Update 4k Films Review

Update 4k Films Review – Los Angeles in the year 2154: The earth is a neglected and dirty pile of rubble that has finally been left to fend for itself. The population literally lives on earth. Those who could pay fled in time and turned their backs on the earth. They live in space inside a giant space station with its own biosphere and from there they control the people of their ancient homeland.
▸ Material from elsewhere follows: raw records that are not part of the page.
//! The authoring project record handed to the importer.
//!
//! Loading the project file and resolving its paths is the caller's job: every
//! path here is expected to be absolute and already checked for existence.

use serde::Deserialize;
use serde_json::{Map, Value};
use std::path::PathBuf;

#[derive(Debug, Clone, Deserialize)]
pub struct Project {
    /// Target package file.
    pub filename: PathBuf,
    pub deck: DeckInfo,
    pub model: Model,
    #[serde(default)]
    pub data: Vec<DataFile>,
}

#[derive(Debug, Clone, Deserialize)]
pub struct DeckInfo {
    pub identifier: i64,
    pub name: String,
}

/// A note type with its fields and templates, in declaration order.
#[derive(Debug, Clone, Deserialize)]
pub struct Model {
    /// Stable note type id; callers keep it constant across rebuilds.
    pub identifier: i64,
    pub name: String,
    /// `normal` or `cloze`.
    pub kind: String,
    pub style: Style,
    #[serde(default)]
    pub templates: Vec<Template>,
    #[serde(default)]
    pub fields: Vec<Field>,
    /// Extra entries for the note type's extension map.
    #[serde(default)]
    pub other: Map<String, Value>,
}

impl Model {
    /// Ordinal of the first field marked as the sort field, or 0.
    pub fn sort_field_idx(&self) -> u32 {
        self.fields
            .iter()
            .position(|f| f.index)
            .and_then(|idx| u32::try_from(idx).ok())
            .unwrap_or(0)
    }
}

#[derive(Debug, Clone, Deserialize)]
pub struct Style {
    pub css: PathBuf,
    pub latex: Latex,
}

#[derive(Debug, Clone, Deserialize)]
pub struct Latex {
    pub prefix: PathBuf,
    pub postfix: PathBuf,
}

/// A card template; `qfmt` and `afmt` point at already rendered HTML.
#[derive(Debug, Clone, Deserialize)]
pub struct Template {
    pub name: String,
    pub qfmt: PathBuf,
    pub afmt: PathBuf,
}

#[derive(Debug, Clone, Deserialize)]
pub struct Field {
    pub name: String,
    /// Source template of the field content, used by deck population.
    #[serde(default)]
    pub template: PathBuf,
    /// `text` or `markdown`.
    pub format: String,
    #[serde(default)]
    pub index: bool,
    #[serde(default)]
    pub rtl: bool,
    #[serde(default)]
    pub font: Font,
    #[serde(default)]
    pub description: String,
}

#[derive(Debug, Clone, Deserialize)]
pub struct Font {
    pub name: String,
    pub size: u32,
}

impl Default for Font {
    fn default() -> Self {
        Self {
            name: "Arial".to_string(),
            size: 20,
        }
    }
}

#[derive(Debug, Clone, Deserialize)]
pub struct DataFile {
    pub filename: PathBuf,
    #[serde(default)]
    pub tags: Vec<String>,
}

#[cfg(test)]
mod tests {
    use super::*;
    use serde_json::json;

    fn project_json() -> Value {
        json!({
            "filename": "/tmp/out/basic.apkg",
            "deck": { "identifier": 1700000000001i64, "name": "Vocabulary" },
            "model": {
                "identifier": 1700000000002i64,
                "name": "Basic",
                "kind": "normal",
                "style": {
                    "css": "/tmp/p/style.css",
                    "latex": { "prefix": "/tmp/p/pre.tex", "postfix": "/tmp/p/post.tex" }
                },
                "templates": [
                    { "name": "Card 1", "qfmt": "/tmp/p/q.html", "afmt": "/tmp/p/a.html" }
                ],
                "fields": [
                    { "name": "Front", "format": "text" },
                    { "name": "Back", "format": "markdown", "index": true, "rtl": true,
                      "font": { "name": "Noto Naskh", "size": 28 } }
                ]
            },
            "data": [ { "filename": "/tmp/p/words.md", "tags": ["lesson-1"] } ]
        })
    }

    #[test]
    fn deserializes_with_defaults() {
        let project: Project = serde_json::from_value(project_json()).unwrap();
        let front = &project.model.fields[0];
        assert_eq!(front.font.name, "Arial");
        assert_eq!(front.font.size, 20);
        assert!(!front.rtl);
        assert!(project.model.other.is_empty());
        assert_eq!(project.data[0].tags, vec!["lesson-1"]);
    }

    #[test]
    fn sort_field_is_first_indexed_field() {
        let mut project: Project = serde_json::from_value(project_json()).unwrap();
        assert_eq!(project.model.sort_field_idx(), 1);
        project.model.fields[1].index = false;
        assert_eq!(project.model.sort_field_idx(), 0);
    }
}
If an illegal ship manages to land in the “Elysium”, Minister Delacourt ensures that the refugees are quickly deported or even “eliminated”. The simple Max Da Costa, who has always been an idiot, is still serving the suspended sentence for old crimes. Although he has always dreamed of going to the Elysium, right now he prefers to be alone, so he does his daily work in a robot factory. There one day he suffers a serious radioactive accident, which reduces his remaining life to five days. However, Elysium’s medical facilities could save him. However, to get there, he must once again join forces with his fellow former criminals, and in return they demand the near impossible …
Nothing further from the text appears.